Started ‎09-22-2021 by
Modified ‎01-24-2023 by
Views 10,868

SAS Container Runtime (SCR) allows you to publish a SAS model as a container image in Azure. SAS Container Runtime (SCR, pronounced "soccer") and Azure as a publishing destination is available as of since the SAS Viya version 2021.1.3. The post details all the configuration steps in Azure and SAS to publish a SAS model as an Azure container image and validate the publishing.


The Big Picture

Publishing



Publishing Validation


 

Why the SAS Container Runtime?

SAS Container Runtime (SCR) benefits:

  • Self-contained: once the image is published, it includes all the libraries and files that are required to score the decision. It has no dependencies on SAS Viya anymore for execution.
  • Minimal disk footprint: around 370 MB for a bare SCR image. The size is increased by the decision files. (The whole container image size used in this post is 391 MB.)
  • Fast start-up: once the image pulled, the container starts in 12-15 seconds.
  • Immutable design: the container image is designed for execution.
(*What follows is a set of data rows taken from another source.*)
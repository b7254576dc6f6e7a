//! Byte level helpers for callers holding raw request buffers. Each one goes
//! through [`RawRequest`] and hands back the input untouched when it does not
//! parse.

use std::str::FromStr;

use encoding::{error::EncodingError, percent};

use crate::{
    parameter::Parameter,
    request::RawRequest,
    standard::Standard,
    uri::url::Url,
};

pub fn url_encode(s: &str) -> String {
    percent::escape(s)
}

pub fn url_decode(s: &str) -> Result<String, EncodingError> {
    percent::unescape(s)
}

/// Fresh `GET` request for `url`, `None` when the url does not parse.
pub fn build_request(url: &str) -> Option<Vec<u8>> {
    let url = Url::from_str(url).ok()?;
    Some(RawRequest::fresh(&url, &Standard::default()).to_bytes())
}

/// Message from header lines (request line first) and a body.
pub fn build_message<S: AsRef<str>>(headers: &[S], body: &[u8]) -> Vec<u8> {
    RawRequest::from_lines(headers, body.to_vec())
        .map(|request| request.to_bytes())
        .unwrap_or_else(|| body.to_vec())
}

pub fn add_parameter(raw: &[u8], parameter: &Parameter) -> Vec<u8> {
    match RawRequest::parse(raw) {
        Some(mut request) => {
            request.add_parameter(parameter);
            request.to_bytes()
        }
        None => raw.to_vec(),
    }
}

pub fn toggle_request_method(raw: &[u8]) -> Vec<u8> {
    match RawRequest::parse(raw) {
        Some(mut request) => {
            request.toggle_method();
            request.to_bytes()
        }
        None => raw.to_vec(),
    }
}
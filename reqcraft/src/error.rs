pub mod frame;
pub mod transport;
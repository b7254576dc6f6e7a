use std::{error::Error, net::AddrParseError, num::ParseIntError};

use encoding::error::EncodingError;

#[derive(Debug, PartialEq)]
pub enum FrameError {
    Invalid {
        reason: &'static str,
        subject: &'static str,
    },
    NotImplemented {
        subject: String,
    },
    RequiredParam {
        subject: &'static str,
    },
    ConversionError(String),
    EncodingError(EncodingError),
}

impl std::fmt::Display for FrameError {
    fn fmt(&self, f: &mut std::fmt::Formatter) -> std::fmt::Result {
        match self {
            Self::Invalid { reason, subject } => write!(f, "invalid {}: {}", subject, reason),
            Self::NotImplemented { subject } => write!(f, "not implemented: {}", subject),
            Self::RequiredParam { subject } => write!(f, "missing {}", subject),
            Self::ConversionError(reason) => write!(f, "conversion failed: {}", reason),
            Self::EncodingError(e) => write!(f, "{}", e),
        }
    }
}

impl Error for FrameError {}

impl From<ParseIntError> for FrameError {
    fn from(src: ParseIntError) -> Self {
        Self::ConversionError(src.to_string())
    }
}

impl From<EncodingError> for FrameError {
    fn from(src: EncodingError) -> Self {
        Self::EncodingError(src)
    }
}

impl From<AddrParseError> for FrameError {
    fn from(src: AddrParseError) -> Self {
        Self::ConversionError(src.to_string())
    }
}
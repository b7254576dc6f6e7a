use std::{fmt, str::FromStr};

use crate::{error::frame::FrameError, version::Version};

/// Protocol token of a request line, e.g. `HTTP/1.1`.
#[derive(Debug, PartialEq, Clone)]
pub struct Standard {
    pub name: String,
    pub version: Version,
}

impl Default for Standard {
    fn default() -> Self {
        Self {
            name: "HTTP".to_string(),
            version: Version {
                major: 1,
                minor: Some(1),
                patch: None,
            },
        }
    }
}

impl fmt::Display for Standard {
    fn fmt(&self, f: &mut fmt::Formatter<'_>) -> fmt::Result {
        write!(f, "{}/{}", self.name, String::from(self.version.clone()))
    }
}

impl FromStr for Standard {
    type Err = FrameError;

    fn from_str(s: &str) -> Result<Self, Self::Err> {
        match s.split_once('/') {
            Some(("HTTP", version)) => Ok(Standard {
                name: "HTTP".to_string(),
                version: Version::from_str(version)?,
            }),
            Some(_) => Err(FrameError::NotImplemented {
                subject: format!("protocol of {}", s),
            }),
            None => Err(FrameError::Invalid {
                subject: "standard",
                reason: "format should be <name>/<version>",
            }),
        }
    }
}
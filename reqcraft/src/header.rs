//! Helpers over raw header lines (`Name: value`), kept verbatim and in order.

use tracing::trace;

/// Name part of a header line, `None` for a line without a colon.
pub fn name(line: &str) -> Option<&str> {
    line.split_once(':').map(|(name, _)| name.trim())
}

pub fn value(line: &str) -> Option<&str> {
    line.split_once(':').map(|(_, value)| value.trim())
}

/// Header names compare case-insensitively.
pub fn is_named(line: &str, wanted: &str) -> bool {
    matches!(name(line), Some(n) if n.eq_ignore_ascii_case(wanted.trim()))
}

/// Value of the first header called `name`.
pub fn find<'a, S: AsRef<str>>(headers: &'a [S], name: &str) -> Option<&'a str> {
    headers
        .iter()
        .map(|h| h.as_ref())
        .find(|line| is_named(line, name))
        .and_then(value)
}

/// Replaces the first header called `name` in place, or appends one.
pub fn set(headers: &mut Vec<String>, name: &str, value: &str) {
    let line = format!("{}: {}", name, value);
    match headers.iter_mut().find(|h| is_named(h, name)) {
        Some(existing) => *existing = line,
        None => headers.push(line),
    }
}

/// Replaces the first header sharing the name of `line`, or appends it.
pub fn set_line(headers: &mut Vec<String>, line: &str) {
    let existing = name(line).and_then(|n| headers.iter_mut().find(|h| is_named(h, n)));
    match existing {
        Some(existing) => *existing = line.to_string(),
        None => headers.push(line.to_string()),
    }
}

/// Keeps the `original` headers not named by any of `overrides`, then
/// appends `overrides`.
pub fn merge<S: AsRef<str>>(original: &[String], overrides: &[S]) -> Vec<String> {
    let ignored: Vec<&str> = overrides
        .iter()
        .filter_map(|line| name(line.as_ref()))
        .collect();

    let mut res: Vec<String> = original
        .iter()
        .filter(|line| {
            let replaced = ignored.iter().any(|n| is_named(line, n));
            if replaced {
                trace!(header = line.as_str(), "dropping overridden header");
            }
            !replaced
        })
        .cloned()
        .collect();

    res.extend(overrides.iter().map(|line| line.as_ref().to_string()));
    res
}

/// A header line the builder is willing to carry: one line, bounded length.
pub fn is_valid(line: &str, max_size: usize) -> bool {
    !line.is_empty() && line.len() <= max_size && !line.contains(['\r', '\n'])
}

#[cfg(test)]
mod tests {
    use super::*;
    use pretty_assertions::assert_eq;
    use rstest::rstest;

    #[rstest]
    #[case("Host: example.com", Some("Host"), Some("example.com"))]
    #[case("X-Empty:", Some("X-Empty"), Some(""))]
    #[case("Referer: http://a/b", Some("Referer"), Some("http://a/b"))]
    #[case("GET / HTTP/1.1", None, None)]
    fn test_header_parts(#[case] line: &str, #[case] n: Option<&str>, #[case] v: Option<&str>) {
        assert_eq!(name(line), n);
        assert_eq!(value(line), v);
    }

    #[rstest]
    #[case("Host: a", "host", true)]
    #[case("HOST: a", "Host", true)]
    #[case("Hostname: a", "Host", false)]
    #[case("X-Host: a", "Host", false)]
    fn test_is_named(#[case] line: &str, #[case] wanted: &str, #[case] expected: bool) {
        assert_eq!(is_named(line, wanted), expected);
    }

    #[test]
    fn test_merge_overrides_keep_order() {
        let original = vec![
            "Cookie: a=b".to_string(),
            "Host: example.com".to_string(),
            "Accept: */*".to_string(),
            "Hostname: keep".to_string(),
        ];
        let merged = merge(&original, &["host: new.example.com", "X-Token: 1"]);
        assert_eq!(
            merged,
            vec![
                "Cookie: a=b",
                "Accept: */*",
                "Hostname: keep",
                "host: new.example.com",
                "X-Token: 1",
            ]
        );
    }

    #[test]
    fn test_set_replaces_first() {
        let mut headers = vec!["Content-Length: 3".to_string(), "Accept: */*".to_string()];
        set(&mut headers, "Content-Length", "10");
        set(&mut headers, "Content-Type", "text/plain");
        assert_eq!(
            headers,
            vec!["Content-Length: 10", "Accept: */*", "Content-Type: text/plain"]
        );
        assert_eq!(find(&headers, "content-length"), Some("10"));
    }

    #[rstest]
    #[case("X-A: 1", true)]
    #[case("", false)]
    #[case("X-A: 1\r\nX-B: 2", false)]
    fn test_is_valid(#[case] line: &str, #[case] expected: bool) {
        assert_eq!(is_valid(line, 64), expected);
    }
}
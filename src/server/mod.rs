//! HTTP surface: application state, routing, and request middleware.
//!
//! Two version prefixes (`/v0`, `/v0.1`) route to the same handlers. The
//! handlers hold one-way references to the catalog and the sync trigger;
//! nothing points back at them.

pub mod error;
mod handlers;

use std::{sync::Arc, time::Duration};

use axum::{
    extract::{DefaultBodyLimit, Request, State},
    middleware::{self, Next},
    response::Response,
    routing::{get, post},
    Router,
};
use tower_http::timeout::TimeoutLayer;
use tracing::info;

use crate::{
    catalog::Catalog,
    gitstore::GitStore,
    metrics::{normalize_path, RegistryMetrics},
    sync::{handle_github_webhook, SyncTrigger},
};

const MAX_WEBHOOK_BODY_BYTES: usize = 10 * 1024 * 1024;
const REQUEST_TIMEOUT: Duration = Duration::from_secs(15);

#[derive(Clone)]
pub struct AppState {
    pub catalog: Arc<Catalog>,
    pub store: Arc<GitStore>,
    pub trigger: SyncTrigger,
    pub metrics: Arc<RegistryMetrics>,
    pub webhook_secret: String,
    /// Tracked branch; pushes to any other ref are ignored.
    pub branch: String,
}

pub fn build_router(state: AppState) -> Router {
    let api = Router::new()
        .route("/health", get(handlers::health))
        .route("/ping", get(handlers::ping))
        .route("/version", get(handlers::version))
        .route("/servers", get(handlers::list_servers))
        .route("/servers/{name}", get(handlers::get_server))
        .route("/servers/{name}/versions", get(handlers::get_server_versions))
        .route(
            "/servers/{name}/versions/{version}",
            get(handlers::get_server_version).put(handlers::not_implemented),
        )
        // Write and auth endpoints exist in the API shape but are handled
        // out-of-band via pull requests.
        .route("/publish", post(handlers::not_implemented))
        .route("/auth/github-at", post(handlers::not_implemented))
        .route("/auth/github-oidc", post(handlers::not_implemented))
        .route("/auth/oidc", post(handlers::not_implemented))
        .route("/auth/dns", post(handlers::not_implemented))
        .route("/auth/http", post(handlers::not_implemented))
        .route("/auth/none", post(handlers::not_implemented));

    Router::new()
        .route("/metrics", get(handlers::metrics))
        .route("/webhooks/github", post(handle_github_webhook))
        .nest("/v0.1", api.clone())
        .nest("/v0", api)
        .fallback(handlers::fallback)
        .layer(middleware::from_fn_with_state(
            state.clone(),
            track_requests,
        ))
        .layer(TimeoutLayer::new(REQUEST_TIMEOUT))
        .layer(DefaultBodyLimit::max(MAX_WEBHOOK_BODY_BYTES))
        .with_state(state)
}

/// Per-request logging and metrics.
async fn track_requests(State(state): State<AppState>, request: Request, next: Next) -> Response {
    let method = request.method().clone();
    let path = request.uri().path().to_string();
    let started = std::time::Instant::now();

    let response = next.run(request).await;

    let status = response.status().as_u16();
    state
        .metrics
        .record_http_request(method.as_str(), &normalize_path(&path), status);
    info!(
        method = %method,
        path = %path,
        status,
        duration_ms = started.elapsed().as_millis() as u64,
        "request completed"
    );

    response
}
If you must change something in your decision, you need to publish a new decision version. That means a new container image.
  • Flexible deployment options: you can deploy it to any compute environment that supports a docker pull command. In Azure, you can run your SCR image in an Azure Container Instance (ACI), Azure Web App or App Service Plan, Azure Kubernetes Service (AKS) pod. Deployment is not limited to Azure. You can start your container on a Linux machine with docker. Push the image to an Amazon Elastic Container Registry, deploy it on AWS, etc.
  • High scalability: because each decision exists in its own container image, each running container can be scaled independently. I will focus on a later post on how to scale SCR containers in Azure.
  • Has a much smaller runtime compute cost. Execution not being tied to hundreds of running microservices has its advantages. The immediate one is lower running cost / scoring request.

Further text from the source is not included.